It is readily obtained,1 and all the most important points of its construction are easily deciphered; hence, those who read what follows will have no difficulty in ascertaining whether the statements correspond with facts or not. And unless my readers are prepared to take this much trouble, they may almost as well shut the book; for nothing is truer than Harvey's dictum, that those who read without acquiring distinct images of the things about which they read, by the help of their own senses, gather no real knowledge, but conceive mere phantoms and idols.

It is a matter of common information that a number of our streams and rivulets harbour small animals, rarely more than three or four inches long, which are very similar to little lobsters, except that they are usually of a dull, greenish or brownish colour, generally diversified with pale yellow on the under side of the body, and sometimes with red on the limbs. In rare cases, their [6] general hue may be red or blue. These are "crayfishes," and they cannot possibly be mistaken for any other inhabitants of our fresh waters.

Fig. 1.–Astacus fluviatilis–Side view of a male specimen (nat. size):–bg, branchiostegite; cg, cervical groove; r, rostrum; t, telson.–1, eye-stalk; 2, antennule; 3, antenna; 9, external maxillipede; 10, forceps; 14, last ambulatory leg; 17, third abdominal appendage; 20, lateral lobe of the tail-fin, or sixth abdominal appendage; xv, the first; and xx, the last abdominal somite. In this and in succeeding figures the numbers of the somites are given in Roman, those of the appendages in ordinary numerals.

The animals may be seen walking along the bottom of the shallow waters which they prefer, by means of four pairs of jointed legs (fig. 1); but, if alarmed, they swim [7] backwards with rapid jerks, propelled by the strokes of a broad, fan-shaped flipper, which terminates the hinder end of the body (fig. 1, t, 20). In front of the four pairs of legs, which are used in walking, there is a pair of limbs of a much more massive character, each of which ends in two claws disposed in such a manner as to constitute a powerful pincer (fig. 1; 10). These claws are the chief weapons of offence and defence of the crayfish, and those who handle them incautiously will discover that their grip is by no means to be despised, and indicates a good deal of disposable energy. A sort of shield covers the front part of the body, and ends in a sharp projecting spine in the middle line (r). On each side of this is an eye, mounted on a movable stalk (1), which can be turned in any direction: behind the eyes follow two pairs of feelers; in one of these, the feeler ends in two, short, jointed filaments (2); while, in the other, it terminates in a single, many-jointed filament, like a whip-lash, which is more than half the length of the body (3). Sometimes turned backwards, sometimes sweeping forwards, these long feelers continually explore a considerable area around the body of the crayfish.

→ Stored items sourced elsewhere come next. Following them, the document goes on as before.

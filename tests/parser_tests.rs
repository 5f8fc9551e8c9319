// tests/parser_tests.rs

use heluna::ast::{BinOp, Expr, ExprKind, TokenKind};
use heluna::{ErrorOrigin, TokenCursor, parse, parse_text, tokenize};
use rstest::rstest;

/// Expected node: token text plus optional left/right children.
struct Node {
    v: String,
    l: Option<Box<Node>>,
    r: Option<Box<Node>>,
}

fn leaf(v: &str) -> Node {
    Node {
        v: v.to_string(),
        l: None,
        r: None,
    }
}

fn node(v: &str, l: Node, r: Node) -> Node {
    Node {
        v: v.to_string(),
        l: Some(Box::new(l)),
        r: Some(Box::new(r)),
    }
}

fn unary(v: &str, r: Node) -> Node {
    Node {
        v: v.to_string(),
        l: None,
        r: Some(Box::new(r)),
    }
}

fn assert_shape(expected: &Node, expr: &Expr) {
    assert_eq!(expr.token().data, expected.v, "node content mismatch in {}", expr);
    match (&expected.l, expr.left()) {
        (Some(l), Some(left)) => assert_shape(l, left),
        (None, None) => {}
        (l, left) => panic!("left child mismatch: expected {}, got {:?}", l.is_some(), left),
    }
    match (&expected.r, expr.right()) {
        (Some(r), Some(right)) => assert_shape(r, right),
        (None, None) => {}
        (r, right) => panic!("right child mismatch: expected {}, got {:?}", r.is_some(), right),
    }
}

// ============================================================================
// Literals
// ============================================================================

#[rstest]
#[case("42", "42", TokenKind::Integer)]
#[case("3.141592", "3.141592", TokenKind::Float)]
#[case("\"Hello World\"", "Hello World", TokenKind::String)]
#[case("'single'", "single", TokenKind::String)]
#[case("true", "true", TokenKind::Identifier)]
#[case("false", "false", TokenKind::Identifier)]
fn test_literal(#[case] source: &str, #[case] text: &str, #[case] kind: TokenKind) {
    let expr = parse_text(source).unwrap();
    assert_eq!(expr.kind(), ExprKind::Value);
    assert_eq!(expr.token().kind, kind);
    assert!(expr.is_leaf());
    assert_shape(&leaf(text), &expr);
}

#[test]
fn test_plain_identifier_is_not_an_expression() {
    let err = parse_text("foo").unwrap_err();
    assert_eq!(err.origin, ErrorOrigin::Parser);
    assert_eq!(err.message, "expecting a valid Term to start expression");
    assert_eq!(err.token.unwrap().data, "foo");
}

// ============================================================================
// Terms
// ============================================================================

#[rstest]
#[case("3*7", "*", "3", "7")]
#[case("4300 * 11", "*", "4300", "11")]
#[case("6.3 *5", "*", "6.3", "5")]
#[case("2/ 9", "/", "2", "9")]
#[case("2 %9", "%", "2", "9")]
fn test_simple_term(
    #[case] source: &str,
    #[case] op: &str,
    #[case] left: &str,
    #[case] right: &str,
) {
    let expr = parse_text(source).unwrap();
    assert_eq!(expr.kind(), ExprKind::Operator);
    assert_shape(&node(op, leaf(left), leaf(right)), &expr);
}

#[test]
fn test_operator_classification() {
    let expr = parse_text("2 % 9").unwrap();
    assert!(matches!(expr, Expr::Operator { op: BinOp::Modulo, .. }));
}

#[test]
fn test_missing_term() {
    let err = parse_text("3*").unwrap_err();
    assert_eq!(err.message, "isolated operator at end of input");
    let token = err.token.unwrap();
    assert_eq!(token.data, "*");
    assert_eq!(token.position.column, 2);
}

#[test]
fn test_chained_multiplication_nests_right() {
    let expr = parse_text("3 * 11*42").unwrap();
    assert_shape(&node("*", leaf("3"), node("*", leaf("11"), leaf("42"))), &expr);
}

#[test]
fn test_chained_multiplication_and_division() {
    let expr = parse_text("5 *11 /9").unwrap();
    assert_shape(&node("*", leaf("5"), node("/", leaf("11"), leaf("9"))), &expr);
}

// ============================================================================
// References and accessors
// ============================================================================

#[test]
fn test_reference() {
    let expr = parse_text("$foo").unwrap();
    assert_eq!(expr.kind(), ExprKind::Reference);
    assert_shape(&leaf("foo"), &expr);
}

#[test]
fn test_numeric_reference() {
    let expr = parse_text("$0").unwrap();
    assert_eq!(expr.kind(), ExprKind::Reference);
    assert_eq!(expr.token().data, "0");
}

#[test]
fn test_simple_accessor() {
    let expr = parse_text("$foo.9").unwrap();
    assert_eq!(expr.kind(), ExprKind::Access);
    assert_shape(&node(".", leaf("foo"), leaf("9")), &expr);
}

#[test]
fn test_string_accessor() {
    let expr = parse_text("$foo.\"bar\"").unwrap();
    assert_shape(&node(".", leaf("foo"), leaf("bar")), &expr);
    assert_eq!(expr.right().unwrap().kind(), ExprKind::Value);
}

#[test]
fn test_identifier_accessor() {
    let expr = parse_text("$user.name").unwrap();
    assert_shape(&node(".", leaf("user"), leaf("name")), &expr);
    assert_eq!(expr.right().unwrap().kind(), ExprKind::Identifier);
}

#[test]
fn test_reference_accessor() {
    let expr = parse_text("$foo.$bar").unwrap();
    assert_shape(&node(".", leaf("foo"), leaf("bar")), &expr);
    assert_eq!(expr.right().unwrap().kind(), ExprKind::Reference);
}

#[test]
fn test_reference_accessor_continues_outer_chain() {
    let expr = parse_text("$foo.$bar.1").unwrap();
    assert_shape(&node(".", node(".", leaf("foo"), leaf("bar")), leaf("1")), &expr);
    assert_eq!(expr.right().unwrap().kind(), ExprKind::Value);
    assert_eq!(expr.left().unwrap().right().unwrap().kind(), ExprKind::Reference);
}

#[test]
fn test_deep_accessor_nests_left() {
    let expr = parse_text("$foo.9.11.4").unwrap();
    assert_shape(
        &node(
            ".",
            node(".", node(".", leaf("foo"), leaf("9")), leaf("11")),
            leaf("4"),
        ),
        &expr,
    );
}

#[test]
fn test_accessor_missing_value() {
    let err = parse_text("$foo.").unwrap_err();
    assert_eq!(err.message, "list accessor missing value");
    assert_eq!(err.token.unwrap().data, ".");
}

#[rstest]
#[case("$foo.+")]
#[case("$foo.-1")]
#[case("$foo.(")]
fn test_invalid_accessor(#[case] source: &str) {
    let err = parse_text(source).unwrap_err();
    assert_eq!(err.origin, ErrorOrigin::Parser);
    assert_eq!(err.message, "invalid list accessor");
    assert_eq!(err.token.unwrap().kind, TokenKind::Symbol);
}

#[test]
fn test_float_accessor_is_invalid() {
    // Tokens built by hand: the tokenizer never yields a float after '.'
    let tokens = vec![
        heluna::Token::new(TokenKind::Reference, "foo", Default::default()),
        heluna::Token::new(TokenKind::Symbol, ".", Default::default()),
        heluna::Token::new(TokenKind::Float, "1.5", Default::default()),
    ];
    let err = parse(&mut TokenCursor::new(tokens)).unwrap_err();
    assert_eq!(err.message, "invalid list accessor");
}

#[test]
fn test_accessor_inside_term() {
    let expr = parse_text("$a.b * 2").unwrap();
    assert_shape(&node("*", node(".", leaf("a"), leaf("b")), leaf("2")), &expr);
}

// ============================================================================
// Expressions
// ============================================================================

#[test]
fn test_simple_addition() {
    let expr = parse_text("2+9").unwrap();
    assert_shape(&node("+", leaf("2"), leaf("9")), &expr);
    assert!(matches!(expr, Expr::Operator { op: BinOp::Add, .. }));
}

#[test]
fn test_simple_subtraction() {
    let expr = parse_text("2-9").unwrap();
    assert_shape(&node("-", leaf("2"), leaf("9")), &expr);
}

#[test]
fn test_subtraction_with_reference() {
    assert_shape(&node("-", leaf("foo"), leaf("9")), &parse_text("$foo-9").unwrap());
    assert_shape(&node("-", leaf("8"), leaf("foo")), &parse_text("8-$foo").unwrap());
}

#[test]
fn test_chained_subtraction_nests_right() {
    let expr = parse_text("2-9-4").unwrap();
    assert_shape(&node("-", leaf("2"), node("-", leaf("9"), leaf("4"))), &expr);
}

#[test]
fn test_negation() {
    let expr = parse_text("-9").unwrap();
    assert!(matches!(expr, Expr::Negate { .. }));
    assert_eq!(expr.kind(), ExprKind::Operator);
    assert_shape(&unary("-", leaf("9")), &expr);
}

#[test]
fn test_negation_wraps_whole_chain() {
    let expr = parse_text("-2+3").unwrap();
    assert_shape(&unary("-", node("+", leaf("2"), leaf("3"))), &expr);
}

#[test]
fn test_addition_and_multiplication() {
    let expr = parse_text("2+9*4").unwrap();
    assert_shape(&node("+", leaf("2"), node("*", leaf("9"), leaf("4"))), &expr);
}

#[test]
fn test_multiplication_then_addition() {
    let expr = parse_text("2*9+4").unwrap();
    assert_shape(&node("+", node("*", leaf("2"), leaf("9")), leaf("4")), &expr);
}

#[test]
fn test_lone_negation() {
    let err = parse_text("-").unwrap_err();
    assert_eq!(err.message, "`-` is not a valid expression");
    assert_eq!(err.token.unwrap().data, "-");
}

#[test]
fn test_negation_without_operand() {
    let err = parse_text("- *").unwrap_err();
    assert_eq!(err.message, "expecting a valid Term to start expression");
    assert_eq!(err.token.unwrap().data, "*");
}

#[test]
fn test_dangling_addition() {
    let err = parse_text("2+").unwrap_err();
    assert_eq!(err.message, "expecting expression");
    assert_eq!(err.token.unwrap().data, "+");
}

#[test]
fn test_addition_followed_by_garbage() {
    let err = parse_text("2+*").unwrap_err();
    assert_eq!(err.message, "expecting a valid Term to start expression");
}

// ============================================================================
// Top level
// ============================================================================

#[test]
fn test_empty_input() {
    let err = parse_text("").unwrap_err();
    assert_eq!(err.origin, ErrorOrigin::Parser);
    assert_eq!(err.message, "cannot parse an empty input");
    assert!(err.token.is_none());
}

#[test]
fn test_whitespace_only_input() {
    let err = parse_text("   # just a comment\n").unwrap_err();
    assert_eq!(err.message, "cannot parse an empty input");
}

#[test]
fn test_unclosed_string() {
    let err = parse_text("\"Hello World").unwrap_err();
    assert_eq!(err.origin, ErrorOrigin::Tokenizer);
}

#[test]
fn test_parse_leaves_trailing_tokens() {
    let mut cursor = TokenCursor::new(tokenize("1 + 2 )").unwrap());
    let expr = parse(&mut cursor).unwrap();
    assert_eq!(expr.to_string(), "(+ 1 2)");
    assert_eq!(cursor.remaining().len(), 1);
    assert_eq!(cursor.remaining()[0].data, ")");
}

#[test]
fn test_parse_is_deterministic() {
    let source = "-$order.items.$i.price * 2 + 'x' % 3 - 1";
    assert_eq!(parse_text(source).unwrap(), parse_text(source).unwrap());
}

// ============================================================================
// Nesting limits
// ============================================================================

#[test]
fn test_long_additive_chain_is_rejected() {
    let source = vec!["1"; 5000].join("+");
    let err = parse_text(&source).unwrap_err();
    assert_eq!(err.origin, ErrorOrigin::Parser);
    assert_eq!(err.message, "expression nests too deeply");
    assert!(err.token.is_some());
}

#[test]
fn test_long_multiplicative_chain_is_rejected() {
    let source = vec!["2"; 5000].join(" * ");
    let err = parse_text(&source).unwrap_err();
    assert_eq!(err.message, "expression nests too deeply");
}

#[test]
fn test_long_accessor_chain_is_rejected() {
    let source = format!("$a{}", ".1".repeat(200_000));
    let err = parse_text(&source).unwrap_err();
    assert_eq!(err.message, "expression nests too deeply");
    assert_eq!(err.token.unwrap().data, ".");
}

#[test]
fn test_chain_within_limit_parses() {
    let source = vec!["1"; 100].join("+");
    let expr = parse_text(&source).unwrap();
    assert_eq!(expr.token().data, "+");

    let source = format!("$a{}", ".1".repeat(100));
    assert_eq!(parse_text(&source).unwrap().kind(), ExprKind::Access);
}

If a number of crayfishes, of about the same size, are compared together, it will easily be seen that they fall into two sets; the jointed tail being much: broader, especially in the middle, in the one set than in the other (fig. 2). The broad-tailed crayfishes are the [8] females, the others the males. And the latter may be still more easily known by the possession of four curved styles, attached to the under face of the first two rings of the tail, which are turned forwards between the hinder legs, on the under side of the body (fig. 3, A; 15, 16). In the female, there are mere soft filaments in the place of the first pair of styles (fig. 8, B; 15).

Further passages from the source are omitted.